Computed tomography of the chest and abdomen was not suggestive of LCH in other organs, including the lungs and bones. Seven months after the initial examination, adalimumab was switched to vedolizumab (anti-α4 β7 integrin antibody) for the treatment of Crohn’s disease, and the rash spontaneously resolved approximately 6 months thereafter (Fig. 1b). The patient’s Crohn’s disease was subsequently controlled with vedolizumab and azathioprine therapy, with no relapse of the rash for over 1 year. The patient’s C-reactive protein level remained within the normal range.

DISCUSSION

LCH is a disease in which atypical histiocyte-like cells similar to Langerhans cells proliferate monoclonally and infiltrate the skin, bones, liver, spleen, and central nervous system, causing diverse clinical symptoms (1). Although LCH may occur in people of all ages, its incidence is 1 in 200,000 children and 1 in 500,000 adults (2). LCH is an inflammatory myeloid tumor with features of both tumors and inflammation. LCH is classified into the single-system single-site (SS), single-system multi-site (SM), and multi-system multi-site (MM) types based on the distribution of the affected lesions. LCH includes various conditions, ranging from those that spontaneously resolve without treatment to those that rapidly progress and are fatal. The treatment varies depending on the disease type. The SS type, which spontaneously resolves in some patients, is treated via resection of the lesions and with topical and locally-injected steroids. The SM and MM types are mainly treated via chemotherapy (3). Previous studies have reported patients with LCH localized to the skin, whose symptoms improved after oral thalidomide (4, 5). Thalidomide inhibits TNFα, which plays an important role in the differentiation of Langerhans cells from myeloid progenitors (5).

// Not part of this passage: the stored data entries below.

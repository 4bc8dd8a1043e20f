#![forbid(unsafe_code)]
//! Core of a causal-tree (weave) CRDT.
//!
//! Sites append immutable atoms, each attached to a causal parent. Every replica keeps the
//! atoms in one deterministic linearization, so replicas holding the same set of atoms agree on
//! their order without coordination. Transport, persistence, and the meaning of payloads live
//! outside this crate behind the traits defined here.

pub mod adapter;
pub mod atom;
pub mod batch;
pub mod config;
pub mod error;
pub mod filter;
pub mod hash;
pub mod ids;
pub mod ops;
pub mod traits;
pub mod version_vector;
pub mod weave;

pub use adapter::{Snapshot, StateStore};
pub use atom::{Atom, HashedAtom};
pub use batch::{
    merge_into_batch, AddResult, AtomBatch, BatchSummary, FailedAtom, RejectedAtom,
    RejectionReason, RemoteEvent,
};
pub use config::WeaveConfig;
pub use error::{Error, Result};
pub use filter::{after, any, from_site, not_seen_by, AtomFilter, Everything, FilterExt};
pub use hash::{canonical_json, content_hash, hash_value};
pub use ids::{sibling_order, AtomId, SiteId, Timestamp, MAX_TIMESTAMP, SIBLING_ORDER_VERSION};
pub use ops::{Op, OpValidator};
pub use traits::{AcceptAll, MemoryStore, SnapshotStore, Validator};
pub use version_vector::{CurrentVersion, VersionVector};
pub use weave::Weave;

However, TNFα inhibitors, which are used to treat psoriasis, are associated with skin manifestations, including psoriasiform rash and palmoplantar pustulosis. This phenomenon is a paradoxical reaction. Increased production of interferon-alpha in plasmacytoid dendritic cells, which is inhibited by TNFα, results in a cytokine imbalance, initiating inflammation by T helper 1 cells (6). Although there are no reports of LCH induced by TNFα inhibitors, the aggravation of eosinophilic granuloma of the lung (a type of LCH) 3 months after the start of treatment with infliximab for ulcerative colitis has been reported (7).

An association between LCH and inflammatory bowel disease has been reported. Multisystemic LCH involving the colonic mucosa may be misdiagnosed as Crohn’s disease (8, 9). A case series of patients with LCH and Crohn’s disease has been reported (10). Therefore, LCH and Crohn’s disease must be diagnosed carefully using the patient’s histology and clinical course.

In this case, LCH was localized to the skin and occurred exclusively during adalimumab therapy administered to treat Crohn’s disease. The rash worsened during adalimumab therapy and resolved after adalimumab was discontinued. Therefore, it is assumed that adalimumab therapy induced LCH in this patient. While thalidomide, which inhibits TNFα, is used for the treatment of LCH, another TNFα inhibitor paradoxically induced LCH in this patient. Although the skin manifestations of this patient were not psoriasiform rash or palmoplantar pustulosis, which are known to be caused by the paradoxical reaction to TNFα inhibitors, these skin manifestations are noteworthy.